Вас. Яковлев. «Чайковский — критик» (продолжение)
6
В одной из своих статей Чайковский пишет: «Я готов согласиться, что уважающей себя столице неприлично обходиться без итальянской оперы. Но, в качестве русского музыканта, могу ли я, слушая трели г-жи Патти, хоть на одно мгновение забыть, в какое унижение поставлено в Москве наше родное искусство, не находящее для приюта себе ни места, ни времени? Могу ли я забыть о жалком прозябании нашей русской оперы, в то время, когда мы имеем в нашем репертуаре несколько таких опер, которыми всякая другая уважающая себя столица гордилась бы, как драгоценнейшим сокровищем?».
Эти часто вспоминаемые в настоящее время слова знаменуют начало неустанной борьбы Чайковского за неотъемлемые права русской музыки, за национальный русский музыкальный театр, значение которого попиралось ради узких корыстолюбивых целей приезжими иностранцами, чуждыми искусству и находившими себе поддержку в общем направлении деятельности дирекции театров в 70-х годах.
Чайковский отнюдь не умаляет искусства первоклассных итальянских певцов-вокалистов, с одушевлением и даже восхищением говорит о всем лучшем, что есть в этом искусстве, о «чарующей красоте голоса» той же А. Патти, о замечательном уменье певца Нодена нюансировать, о вкусе в фразировке, об изящной простоте и чувстве в его исполнении; «потрясающая правда» в передаче певицей Нильсон партии Маргариты в ее драматических моментах и «высочайшая художественность и вдохновение» у артистки Д. Арто находят в нем неизменного ценителя.
Но вся деятельность в целом итальянского театра в Москве 70-х годов вызывает в нем чувство глубокого возмущения и справедливого негодования.
В организации итальянской труппы установился недопустимый прием: два-три выдающихся исполнителя, привлекающих публику, а в остальном собрание посредственностей, не обладающих ни голосами, ни сценическими данными, ни необходимой степенью музыкальности. Вся обстановка работы была лишена самых элементарных требований художественности — безголосые хоры, жиденький оркестр, «невообразимая сумятица в ансамблях», «грубая небрежность и невежественность в общем ходе исполнения». В итоге Чайковский приходит к такому заключению: «...я считаю итальянскую оперу (т. е. современную Чайковскому сцену в Москве.— В. Я.) со всеми ее аттрибутами делом, не имеющим ничего общего с высшими целями искусства, делом в высшей степени антимузыкальным. В итальянской опере не певцы существуют для исполнения художественных музыкальных произведений, но музыка исправляет чисто служебные обязанности и как бы для того только сочинена, чтоб было что петь тому или другому артисту. При таком обратном отношении цели к средствам можно ли прилагать к выбору и исполнению опер серьезную критическую оценку?»

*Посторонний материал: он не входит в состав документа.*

//! Configuration validation

use super::*;
use crate::config::cli::Command;
use anyhow::{Context, Result};

/// Largest number of distinct trial labels (labels are `u8`)
const MAX_LABELS: usize = 256;

/// Validate complete configuration
pub fn validate_config(config: &Config) -> Result<()> {
    validate_interval(&config.interval)?;
    validate_trials(&config.trials)?;
    validate_events(&config.events)?;
    Ok(())
}

/// Validate the parts of the configuration a subcommand uses
///
/// Event code collisions matter only for commands that emit trial or
/// interval events; `decode` may end on any code.
pub fn validate_for_command(config: &Config, command: &Command) -> Result<()> {
    match command {
        Command::Sample(_) => {
            validate_interval(&config.interval)?;
            validate_events(&config.events)?;
        }
        Command::Shuffle(_) => {
            validate_trials(&config.trials)?;
            validate_events(&config.events)?;
        }
        Command::Emit { .. } | Command::Decode(_) | Command::Params { .. } => {}
    }
    Ok(())
}

/// Validate interval parameters
pub fn validate_interval(interval: &IntervalKind) -> Result<()> {
    interval
        .build()
        .with_context(|| format!("Invalid interval configuration: {}", interval))?;
    Ok(())
}

/// Validate trial block configuration
pub fn validate_trials(trials: &TrialConfig) -> Result<()> {
    if trials.counts.is_empty() {
        anyhow::bail!("trials.counts must list at least one label");
    }

    if trials.counts.len() > MAX_LABELS {
        anyhow::bail!(
            "trials.counts supports at most {} labels, got {}",
            MAX_LABELS,
            trials.counts.len()
        );
    }

    if trials.counts.iter().sum::<usize>() == 0 {
        anyhow::bail!("trials.counts must contain at least one trial");
    }

    if trials.blocks == 0 {
        anyhow::bail!("trials.blocks must be at least 1");
    }

    Ok(())
}

/// Validate event codes
pub fn validate_events(events: &EventConfig) -> Result<()> {
    let EventConfig {
        end_code,
        trial_code,
        interval_code,
    } = *events;

    if end_code == trial_code || end_code == interval_code {
        anyhow::bail!(
            "events.end_code ({}) must differ from trial_code ({}) and interval_code ({})",
            end_code,
            trial_code,
            interval_code
        );
    }

    Ok(())
}

#[cfg(test)]
mod tests {
    use super::*;

    #[test]
    fn test_default_config_valid() {
        assert!(validate_config(&Config::default()).is_ok());
    }

    #[test]
    fn test_invalid_interval() {
        let mut config = Config::default();
        config.interval = IntervalKind::Exponential { mean: 0, min: 0, max: 100 };
        let err = validate_config(&config).unwrap_err();
        assert!(format!("{:#}", err).contains("mean must be greater than zero"));

        config.interval = IntervalKind::Uniform { min: 9, max: 1 };
        assert!(validate_config(&config).is_err());
    }

    #[test]
    fn test_invalid_trials() {
        let mut trials = TrialConfig::default();
        trials.counts = vec![];
        assert!(validate_trials(&trials).is_err());

        trials.counts = vec![0, 0];
        assert!(validate_trials(&trials).is_err());

        trials.counts = vec![1; 257];
        assert!(validate_trials(&trials).is_err());

        trials.counts = vec![1; 256];
        assert!(validate_trials(&trials).is_ok());

        trials.blocks = 0;
        assert!(validate_trials(&trials).is_err());
    }

    #[test]
    fn test_end_code_collision() {
        let events = EventConfig {
            end_code: 3,
            ..EventConfig::default()
        };
        assert!(validate_events(&events).is_err());
    }

    #[test]
    fn test_decode_accepts_any_end_code() {
        use crate::config::cli::Cli;
        use crate::config::toml::load_config;
        use clap::Parser;

        for code in ["3", "8"] {
            let cli = Cli::try_parse_from(["trialkit", "decode", "--end-code", code]).unwrap();
            let config = load_config(&cli).unwrap();
            assert!(validate_for_command(&config, &cli.command).is_ok());
        }
    }

    #[test]
    fn test_emitting_commands_reject_collision() {
        use crate::config::cli::Cli;
        use clap::Parser;

        let mut config = Config::default();
        config.events.end_code = 3;

        for args in [["trialkit", "sample"], ["trialkit", "shuffle"]] {
            let cli = Cli::try_parse_from(args).unwrap();
            let err = validate_for_command(&config, &cli.command).unwrap_err();
            assert!(err.to_string().contains("must differ from trial_code"));
        }
    }

    #[test]
    fn test_command_scoped_checks() {
        use crate::config::cli::Cli;
        use clap::Parser;

        let mut config = Config::default();
        config.trials.counts = vec![];

        let sample = Cli::try_parse_from(["trialkit", "sample"]).unwrap();
        assert!(validate_for_command(&config, &sample.command).is_ok());
        let shuffle = Cli::try_parse_from(["trialkit", "shuffle"]).unwrap();
        assert!(validate_for_command(&config, &shuffle.command).is_err());
    }
}
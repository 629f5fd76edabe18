//! Shared random source
//!
//! Every sampler and the shuffler draw from a caller-supplied [`RandomSource`]
//! instead of ambient global state. The source is seeded once by the caller
//! (from entropy on a rig, from a fixed seed in tests) and then consumed by
//! every draw for the lifetime of the session.
//!
//! # Resolution
//!
//! Continuous draws are quantized to [`DRAW_RESOLUTION`] steps: a unit draw is
//! `k / 10_000` with `k` uniform in `[0, 10_000)`. This bounds the precision of
//! both interval distributions and is part of their observable behavior.
//!
//! # Example
//!
//! ```
//! use trialkit::rng::{session_rng, unit_draw, RandomSource};
//!
//! let mut rng = session_rng(Some(42));
//! let k = rng.next_in_range(3, 8);
//! assert!((3..8).contains(&k));
//!
//! let u = unit_draw(&mut rng);
//! assert!((0.0..1.0).contains(&u));
//! ```

use rand::{Rng, RngCore, SeedableRng};
use rand_xoshiro::Xoshiro256PlusPlus;
use std::sync::{Arc, Mutex};

/// Number of discrete steps in a unit draw
pub const DRAW_RESOLUTION: u64 = 10_000;

/// Generator used for experiment sessions
pub type SessionRng = Xoshiro256PlusPlus;

/// Uniform integer source over a half-open range
///
/// This is the only randomness primitive the toolkit consumes. Any
/// [`rand::RngCore`] generator implements it.
pub trait RandomSource {
    /// Draw an integer uniformly from `[low, high)`
    ///
    /// Returns `low` when `high <= low`.
    fn next_in_range(&mut self, low: u64, high: u64) -> u64;
}

impl<R: RngCore> RandomSource for R {
    #[inline]
    fn next_in_range(&mut self, low: u64, high: u64) -> u64 {
        if high <= low {
            return low;
        }
        self.gen_range(low..high)
    }
}

/// Create a session generator
///
/// With `Some(seed)` the sequence is reproducible; with `None` the generator
/// is seeded from the operating system.
pub fn session_rng(seed: Option<u64>) -> SessionRng {
    match seed {
        Some(seed) => {
            tracing::debug!(seed, "seeding session rng");
            Xoshiro256PlusPlus::seed_from_u64(seed)
        }
        None => {
            tracing::debug!("seeding session rng from entropy");
            Xoshiro256PlusPlus::from_entropy()
        }
    }
}

/// Convert a discrete step `k` in `[0, DRAW_RESOLUTION)` to a unit value
#[inline]
pub fn unit_from_step(k: u64) -> f64 {
    k as f64 / DRAW_RESOLUTION as f64
}

/// Draw a unit value in `[0, 1)` at [`DRAW_RESOLUTION`] steps
#[inline]
pub fn unit_draw<S: RandomSource + ?Sized>(source: &mut S) -> f64 {
    unit_from_step(source.next_in_range(0, DRAW_RESOLUTION))
}

/// Lock-guarded source for hosts that draw from more than one thread
///
/// Each draw holds the lock for the complete read-modify-write of the
/// generator state. Clones share the same generator.
#[derive(Debug)]
pub struct SharedSource<R> {
    inner: Arc<Mutex<R>>,
}

impl<R> SharedSource<R> {
    pub fn new(source: R) -> Self {
        Self {
            inner: Arc::new(Mutex::new(source)),
        }
    }
}

impl<R> Clone for SharedSource<R> {
    fn clone(&self) -> Self {
        Self {
            inner: Arc::clone(&self.inner),
        }
    }
}

impl<R: RandomSource> RandomSource for SharedSource<R> {
    fn next_in_range(&mut self, low: u64, high: u64) -> u64 {
        // A poisoned lock still holds a consistent generator; keep drawing.
        let mut guard = match self.inner.lock() {
            Ok(guard) => guard,
            Err(poisoned) => poisoned.into_inner(),
        };
        guard.next_in_range(low, high)
    }
}

/// Source that walks every step of a range in order
///
/// Draw `n` returns `low + (n mod (high - low))`. Used to enumerate all
/// discrete outcomes of a sampler.
#[cfg(test)]
#[derive(Debug, Default)]
pub(crate) struct SteppingSource {
    pub(crate) draws: u64,
}

#[cfg(test)]
impl RandomSource for SteppingSource {
    fn next_in_range(&mut self, low: u64, high: u64) -> u64 {
        let n = self.draws;
        self.draws += 1;
        if high <= low {
            return low;
        }
        low + n % (high - low)
    }
}
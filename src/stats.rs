//! Interval summary using HdrHistogram
//!
//! Records drawn intervals (milliseconds) so a schedule can be inspected
//! before it runs on a rig: realized mean against the nominal mean, tail
//! percentiles, extremes.
//!
//! # Example
//!
//! ```
//! use trialkit::stats::IntervalSummary;
//!
//! let mut summary = IntervalSummary::new();
//! summary.record(100);
//! summary.record(200);
//! summary.record(300);
//!
//! assert_eq!(summary.len(), 3);
//! assert_eq!(summary.mean(), Some(200.0));
//! ```

use hdrhistogram::Histogram;
use serde::Serialize;

/// Largest interval tracked at full precision (one day in ms)
const MAX_TRACKED: u64 = 86_400_000;

/// Interval histogram with an exact running mean
///
/// Percentiles carry 3 significant digits of precision; count, min, max and
/// mean are exact.
#[derive(Debug)]
pub struct IntervalSummary {
    histogram: Histogram<u64>,
    sum: u128,
    min: Option<u64>,
    max: Option<u64>,
}

/// Serializable view of an [`IntervalSummary`]
#[derive(Debug, Clone, PartialEq, Serialize)]
pub struct SummarySnapshot {
    pub count: u64,
    pub min: Option<u64>,
    pub max: Option<u64>,
    pub mean: Option<f64>,
    pub p50: Option<u64>,
    pub p90: Option<u64>,
    pub p99: Option<u64>,
}

impl IntervalSummary {
    pub fn new() -> Self {
        // - Lowest discernible value: 1 ms
        // - Highest trackable value: 1 day
        // - Significant digits: 3
        let histogram = Histogram::new_with_bounds(1, MAX_TRACKED, 3)
            .expect("Failed to create histogram with valid bounds");

        Self {
            histogram,
            sum: 0,
            min: None,
            max: None,
        }
    }

    /// Record one interval
    ///
    /// Values above one day are clamped in the histogram but kept exact in
    /// min, max and mean.
    pub fn record(&mut self, value: u64) {
        let _ = self.histogram.record(value.min(MAX_TRACKED));
        self.sum += u128::from(value);
        self.min = Some(self.min.map_or(value, |m| m.min(value)));
        self.max = Some(self.max.map_or(value, |m| m.max(value)));
    }

    /// Value at `percentile` (0.0 - 100.0), or None if empty
    pub fn percentile(&self, percentile: f64) -> Option<u64> {
        if self.is_empty() {
            return None;
        }
        Some(self.histogram.value_at_percentile(percentile))
    }

    pub fn min(&self) -> Option<u64> {
        self.min
    }

    pub fn max(&self) -> Option<u64> {
        self.max
    }

    pub fn mean(&self) -> Option<f64> {
        if self.is_empty() {
            return None;
        }
        Some(self.sum as f64 / self.len() as f64)
    }

    pub fn len(&self) -> u64 {
        self.histogram.len()
    }

    pub fn is_empty(&self) -> bool {
        self.histogram.len() == 0
    }

    pub fn snapshot(&self) -> SummarySnapshot {
        SummarySnapshot {
            count: self.len(),
            min: self.min(),
            max: self.max(),
            mean: self.mean(),
            p50: self.percentile(50.0),
            p90: self.percentile(90.0),
            p99: self.percentile(99.0),
        }
    }
}

impl Default for IntervalSummary {
    fn default() -> Self {
        Self::new()
    }
}
//! Cross-process mutual exclusion on top of broker keys.

use std::{sync::Arc, time::Duration};

use tracing::warn;
use uuid::Uuid;

use crate::{dao::broker::Broker, error::ServiceError, state::SharedState};

const RETRY_DELAY: Duration = Duration::from_millis(20);

/// Lock held through a `SET NX` key carrying a random token.
///
/// The key expires after `stagingLockTtlMs`, so a crashed holder never blocks
/// the resource for longer than that.
pub struct BrokerLock {
    broker: Arc<dyn Broker>,
    key: String,
    token: String,
}

impl BrokerLock {
    /// Wait for `key`, giving up with [`ServiceError::Timeout`] after the configured attempts.
    pub async fn acquire(state: &SharedState, key: String) -> Result<Self, ServiceError> {
        let token = Uuid::new_v4().to_string();
        let ttl = state.config().staging_lock_ttl;

        for _ in 0..state.config().staging_lock_attempts {
            if state
                .broker()
                .set_if_absent(&key, token.clone(), ttl)
                .await?
            {
                return Ok(Self {
                    broker: state.broker().clone(),
                    key,
                    token,
                });
            }
            tokio::time::sleep(RETRY_DELAY).await;
        }
        warn!(%key, "timed out waiting for lock");
        Err(ServiceError::Timeout)
    }

    /// Delete the key if this holder still owns it.
    pub async fn release(self) {
        match self.broker.delete_if_eq(&self.key, self.token).await {
            Ok(true) => {}
            Ok(false) => warn!(key = %self.key, "lock expired before release"),
            Err(err) => warn!(key = %self.key, error = %err, "failed to release lock"),
        }
    }
}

Подобное явление, действовавшее много лет подряд, развращало вкусы публики, унижало искусство и отвлекало от главной задачи, которую должна была осуществлять русская оперная сцена, от проведения национального репертуара, поднятия художественного уровня исполнения русских опер, поощрения и внимания к работе русского актера в национальном музыкальном театре.
И Чайковский, как до него Одоевский и Серов и одновременно с ним Стасов и Кюи в Петербурге, в этом вопросе беспощадно преследовал все отрицательное в создавшемся положении оперного дела в Москве и не стеснялся резкими выпадами с присущими ему остроумием и тонкостью литературного изложения.
Он внес в эту борьбу всю силу своей любви к родному искусству; не считаясь с враждебной обстановкой, противодействующей его патриотическим убеждениям, провел ее до конца и мог впоследствии с удовлетворением видеть положительные результаты той деятельности, в которой его личный литературный вклад занял немаловажное место.